The transference of the lubricating oil of the intermediate region 22 of the rotating shaft 2 for the bearing region of the shaft on the compressor block 3 is made by one or more passing radials holes 213 and/or 214.

This way, and due to the existence of the contouring recess 212 existing on the external side of the lower region 21 of the rotating shaft 2, the lower channel for conducting the lubricating oil do not suffer any type of deformation during the rotating shaft assembling 2 of the rotor 12 of the electrical engine 12. This allows the diametric slots between the internal side of the lower region 21 of the rotating shaft 2 and the external side of the retaining pin 4 be smaller (tighter and typically lower than 0.150 mm), what ends optimizing the lubricating oil pump performance as a whole.

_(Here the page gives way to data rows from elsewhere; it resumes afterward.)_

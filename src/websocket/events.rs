use serde::{Deserialize, Serialize};
use uuid::Uuid;

pub const FE_PREFIX: &str = "FE_";
pub const BE_PREFIX: &str = "BE_";

pub const FE_JOIN_BOARD: &str = "FE_JOIN_BOARD";
pub const FE_LEAVE_BOARD: &str = "FE_LEAVE_BOARD";
pub const PING: &str = "PING";
pub const PONG: &str = "PONG";

pub const BE_CONNECTED: &str = "BE_CONNECTED";
pub const BE_JOINED_BOARD: &str = "BE_JOINED_BOARD";
pub const BE_LEFT_BOARD: &str = "BE_LEFT_BOARD";
pub const BE_ERROR: &str = "BE_ERROR";
pub const BE_USER_INVITED_TO_BOARD: &str = "BE_USER_INVITED_TO_BOARD";

/// Frame sent by a client.
#[derive(Debug, Clone, Serialize, Deserialize)]
pub struct ClientEvent {
    pub event: String,
    #[serde(default)]
    pub board_id: Option<Uuid>,
    #[serde(default)]
    pub data: serde_json::Value,
}

/// Frame pushed to a client.
#[derive(Debug, Clone, Serialize, Deserialize)]
pub struct ServerEvent {
    pub event: String,
    #[serde(skip_serializing_if = "Option::is_none")]
    pub board_id: Option<Uuid>,
    pub data: serde_json::Value,
    #[serde(skip_serializing_if = "Option::is_none")]
    pub from_user_id: Option<Uuid>,
    pub timestamp: chrono::DateTime<chrono::Utc>,
}

impl ServerEvent {
    pub fn new(event: impl Into<String>, board_id: Option<Uuid>, data: serde_json::Value) -> Self {
        Self {
            event: event.into(),
            board_id,
            data,
            from_user_id: None,
            timestamp: chrono::Utc::now(),
        }
    }

    pub fn from_user(mut self, user_id: Uuid) -> Self {
        self.from_user_id = Some(user_id);
        self
    }

    pub fn error(message: impl Into<String>, board_id: Option<Uuid>) -> Self {
        Self::new(
            BE_ERROR,
            board_id,
            serde_json::json!({ "message": message.into() }),
        )
    }
}

/// What the connection loop should do with one incoming frame.
#[derive(Debug, Clone, PartialEq)]
pub enum ClientCommand {
    Join(Uuid),
    Leave(Uuid),
    Ping,
    Relay {
        event: String,
        board_id: Uuid,
        data: serde_json::Value,
    },
}

/// `FE_[A-Z][A-Z0-9_]*`
pub fn is_client_event_name(name: &str) -> bool {
    let Some(rest) = name.strip_prefix(FE_PREFIX) else {
        return false;
    };
    let mut chars = rest.chars();
    match chars.next() {
        Some(c) if c.is_ascii_uppercase() => {}
        _ => return false,
    }
    chars.all(|c| c.is_ascii_uppercase() || c.is_ascii_digit() || c == '_')
}

/// `FE_CARD_UPDATED` -> `BE_CARD_UPDATED`
pub fn relay_event_name(name: &str) -> Option<String> {
    if !is_client_event_name(name) {
        return None;
    }
    name.strip_prefix(FE_PREFIX)
        .map(|rest| format!("{}{}", BE_PREFIX, rest))
}

pub fn parse_client_frame(text: &str) -> Result<ClientCommand, String> {
    let frame: ClientEvent =
        serde_json::from_str(text).map_err(|e| format!("Invalid message format: {}", e))?;

    // board_id may also arrive inside data
    let board_id = frame.board_id.or_else(|| {
        frame
            .data
            .get("board_id")
            .and_then(|v| v.as_str())
            .and_then(|s| Uuid::parse_str(s).ok())
    });

    match frame.event.as_str() {
        PING => Ok(ClientCommand::Ping),
        FE_JOIN_BOARD => board_id
            .map(ClientCommand::Join)
            .ok_or_else(|| "board_id is required".to_string()),
        FE_LEAVE_BOARD => board_id
            .map(ClientCommand::Leave)
            .ok_or_else(|| "board_id is required".to_string()),
        other => {
            let event = relay_event_name(other)
                .ok_or_else(|| format!("Unsupported event: {}", other))?;
            let board_id = board_id.ok_or_else(|| "board_id is required".to_string())?;
            Ok(ClientCommand::Relay {
                event,
                board_id,
                data: frame.data,
            })
        }
    }
}
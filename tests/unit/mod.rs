pub mod auth;
pub mod board_order;
pub mod cards;
pub mod checklists;
pub mod rooms;
pub mod uploads;
pub mod service_rules;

Despite the descriptions and drawings presented and discussed on this document emphasizes the preferred configuration of the utility model, it remains evident that the scope of the present utility model encompasses other possible embodiments obvious and/or equivalents based on the presented claims.

Claims

1. Constructive arrangement introduced in reciprocating compressor including helical pump of lubricant oil, said compressor comprising:

at least one electrical engine formed by at least one rotor and at least one stator;

at least one rotating shaft functionally coupled to the rotor of the electrical engine;

at least one compressor block capable of housing, at least partially the rotating shaft;

at least one retaining pin cooperating with the rotating shaft;

the rotating shaft comprises at least one lower region and at least one intermediate region;

said constructive arrangement introduced on reciprocating compressor including helical pump of lubricating oil being specially characterized by:

said lower region comprising the extension of the rotating shaft defined between its own lower end and all its own extension that is disposed outside and below the lower face of the coupling structure of the rotor of the electrical engine;

the cooperating region between the retaining pin and the rotating shaft limits to the lower region; and

said intermediate region comprising the extension of the rotating shaft hollow region disposed from and above the lower side of the coupling structure of the shaft to the rotor, in non-cooperating region with the retaining pin.

2. Constructive arrangement introduced in reciprocating compressor including helical pump of lubricant oil, according to claim 1, characterized by the lower region of the rotating shaft further comprising, on its external side, a contouring recess.